What You’ve Missed…
* God tells Jacob to go back to his homeland in a dream that features a lot of horny goats.
* Laban (the father-in-law) gets all angry and yells at Jacob who gets all whiny and yells at Laban.
* The men resolve their differences the same way my brothers and I did on long family car trips…they drew an imaginary line between themselves and agreed not to cross into each others’ territory. (I hope it worked better for them, because that line only lasted about three seconds in our family.)
* Jacob and his thousands of animals, thirteen children and four wives, all head home. (Speaking of long family trips…this sounds miserable, and without a Stuckey’s in sight.)
Daily Reading: Genesis 32-35
In sixth grade I took nine weeks of Latin. I don’t remember much of anything during that time, mostly because I spent that period punching myself in the face because of the horror that is Latin. The rest of the time I was lost in thought puzzling out how some of my classmates had found a way to start growing facial hair. However, in the few seconds I did pay attention, I remember the teacher telling us all about the Greek gods…and how they came down to Earth to mess with people. They would sleep with them, fall in love with them, torture them or even fight them. I remember thinking it was ridiculous that people used to actually believe that stuff. Well, just like the rest of middle school, turns out the joke was on me.
Apparently Christianity has its own crazy story of God coming down to find someone to pick a fight with. One night Jacob is hanging out all alone when out of nowhere a dude walks up and just starts fighting him for no reason. Apparently this is the cultural norm at the time because Jacob goes along and wrestles the guy all night long without ever asking what they’re fighting about. As morning approaches the mystery attacker realizes he isn’t going to win. So what does he do? He pulls out the mother-of-all pressure point moves and touches Jacob’s hip, wrenching it out of its socket. If this were me you’d better believe I’d immediately be in the fetal position, which, let’s be honest, I probably already would’ve been in anyway…but not Jacob…the dude isn’t even phased. He continues to wrestle so hard, he gets other guy cry “uncle”.

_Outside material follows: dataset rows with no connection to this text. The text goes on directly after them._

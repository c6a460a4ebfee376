//! Process-wide collector for job-level errors.
//!
//! Each record carries a technical message for logs and a separate message
//! for the user; both are written where the error is raised. The sink is a
//! cheap cloneable handle, created by the host and passed to every job.

use crate::error::Error;
use chrono::{DateTime, Utc};
use serde::Serialize;
use std::fmt;
use std::sync::{Arc, Mutex};
use tracing::error;

#[derive(Debug, Clone, Copy, PartialEq, Eq, Hash, Serialize)]
pub enum ErrorCode {
    TimeoutFailedToStart,
    VersionAuthorityFailed,
    CreateResourceOnServerFailed,
    UpdateResourceOnServerFailed,
    CheckoutFailed,
    /// No bytes moved within the connection window
    TransportTimeout,
    /// The job-wide deadline passed
    JobTimedOut,
    InvalidJobState,
}

impl fmt::Display for ErrorCode {
    fn fmt(&self, f: &mut fmt::Formatter<'_>) -> fmt::Result {
        fmt::Debug::fmt(self, f)
    }
}

#[derive(Debug, Clone, PartialEq, Eq, Serialize)]
pub struct ErrorRecord {
    pub code: ErrorCode,
    pub title: String,
    pub user_message: String,
    pub technical: String,
    pub logged: bool,
    pub user_visible: bool,
    pub cause: Option<String>,
    pub job_id: Option<u64>,
    pub at: DateTime<Utc>,
}

impl ErrorRecord {
    pub fn new(
        code: ErrorCode,
        title: impl Into<String>,
        user_message: impl Into<String>,
        technical: impl Into<String>,
    ) -> Self {
        Self {
            code,
            title: title.into(),
            user_message: user_message.into(),
            technical: technical.into(),
            logged: true,
            user_visible: true,
            cause: None,
            job_id: None,
            at: Utc::now(),
        }
    }

    pub fn logged(mut self, logged: bool) -> Self {
        self.logged = logged;
        self
    }

    pub fn user_visible(mut self, visible: bool) -> Self {
        self.user_visible = visible;
        self
    }

    pub fn caused_by(mut self, cause: &Error) -> Self {
        self.cause = Some(cause.to_string());
        self
    }

    pub fn for_job(mut self, job_id: u64) -> Self {
        self.job_id = Some(job_id);
        self
    }
}

/// Append-only, thread-safe error collector.
#[derive(Debug, Clone, Default)]
pub struct ErrorSink {
    records: Arc<Mutex<Vec<ErrorRecord>>>,
}

impl ErrorSink {
    pub fn new() -> Self {
        Self::default()
    }

    #[allow(clippy::too_many_arguments)]
    pub fn add_error(
        &self,
        code: ErrorCode,
        title: &str,
        user_message: &str,
        technical: &str,
        logged: bool,
        user_visible: bool,
        cause: Option<&Error>,
    ) {
        let mut record = ErrorRecord::new(code, title, user_message, technical)
            .logged(logged)
            .user_visible(user_visible);
        if let Some(cause) = cause {
            record = record.caused_by(cause);
        }
        self.record(record);
    }

    pub fn record(&self, record: ErrorRecord) {
        if record.logged {
            error!(
                code = %record.code,
                job_id = record.job_id,
                cause = record.cause.as_deref(),
                "{}",
                record.technical
            );
        }
        self.lock().push(record);
    }

    pub fn len(&self) -> usize {
        self.lock().len()
    }

    pub fn is_empty(&self) -> bool {
        self.lock().is_empty()
    }

    pub fn snapshot(&self) -> Vec<ErrorRecord> {
        self.lock().clone()
    }

    /// Remove and return every record, for the host to display or persist.
    pub fn drain(&self) -> Vec<ErrorRecord> {
        std::mem::take(&mut *self.lock())
    }

    /// Records raised by one job.
    pub fn for_job(&self, job_id: u64) -> Vec<ErrorRecord> {
        self.lock()
            .iter()
            .filter(|r| r.job_id == Some(job_id))
            .cloned()
            .collect()
    }

    fn lock(&self) -> std::sync::MutexGuard<'_, Vec<ErrorRecord>> {
        self.records.lock().unwrap_or_else(|p| p.into_inner())
    }
}

#[cfg(test)]
mod tests {
    use super::*;
    use std::thread;

    #[test]
    fn test_add_error_keeps_both_messages() {
        let sink = ErrorSink::new();
        let cause = Error::disconnected("reset by peer");
        sink.add_error(
            ErrorCode::CreateResourceOnServerFailed,
            "Resource Creation Failed",
            "I failed to create the resource on the server.",
            "PutDocument failed for job 4",
            true,
            true,
            Some(&cause),
        );

        let records = sink.snapshot();
        assert_eq!(records.len(), 1);
        assert_eq!(records[0].user_message, "I failed to create the resource on the server.");
        assert_eq!(records[0].technical, "PutDocument failed for job 4");
        assert!(records[0].cause.as_deref().unwrap().contains("reset by peer"));
    }

    #[test]
    fn test_concurrent_writers() {
        let sink = ErrorSink::new();
        let handles: Vec<_> = (0..8u64)
            .map(|job| {
                let sink = sink.clone();
                thread::spawn(move || {
                    for _ in 0..25 {
                        sink.record(
                            ErrorRecord::new(ErrorCode::CheckoutFailed, "t", "u", "x")
                                .logged(false)
                                .for_job(job),
                        );
                    }
                })
            })
            .collect();
        for handle in handles {
            handle.join().unwrap();
        }

        assert_eq!(sink.len(), 200);
        assert_eq!(sink.for_job(3).len(), 25);
        assert_eq!(sink.drain().len(), 200);
        assert!(sink.is_empty());
    }
}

Short story even shorter, turns out the guy was God. (Did you catch that? Jacob got God to cry “uncle”. I can barely handle a pair of jumper cables, and this guy got God to cry “uncle.”) God goes on to bless Jacob and gives him a new name saying, “From now on you will be called Israel, because you have fought with God and with men and have won.” (Gen. 32:28)
So let me get this straight. Jacob is doing his thing, and God walks by and just…jumps him? He’s sees Jacob and decides to just start wailing on him? And even though he clearly has Mortal Kombat fighting capabilities, he lets Jacob win? Then He gives him a blessing (along with a serious limp)? Why? What is God doing here? It all just seems so…unnecessary, so…bizarre.
And why is the Bible so casual about the whole thing? This is God, the Almighty Creator, allowing himself to literally be manhandled by some regular Joe Schmo. Why is the author not having his mind completely blown? This is THE Pay Per View fight of the millennium, and it comes across as an amusing anecdote that probably turned Jacob into the ultimate one-upper.
And if this was God in the form of a man…was it Jesus that was wrestling? Could He just not wait a couple more years for WWE and simply had to come on down to get His wrestle on? Was the point to show us He can dominate us whenever He wants, but that His real desire is to interact with us? To roll around in the dirt, gettin’ into the nitty gritty with us?
I just don’t know what to do with this, other than be glad it wasn’t me because the last time I was in a fight was with Duane Terry in seventh grade where we both threw one punch, we both missed, and we both decided to call it a draw. And that was the best I could do against an uncoordinated seventh grader…let alone God.
(On a completely separate note…for some interesting reading check out Genesis 34. It’s insane. Two of Jacob’s sons wipe out all the men of a nearby town because the prince raped their sister. The best part is before they killed everyone, Jacob’s sons made the men circumcise themselves first. C’mon, that’s just mean.)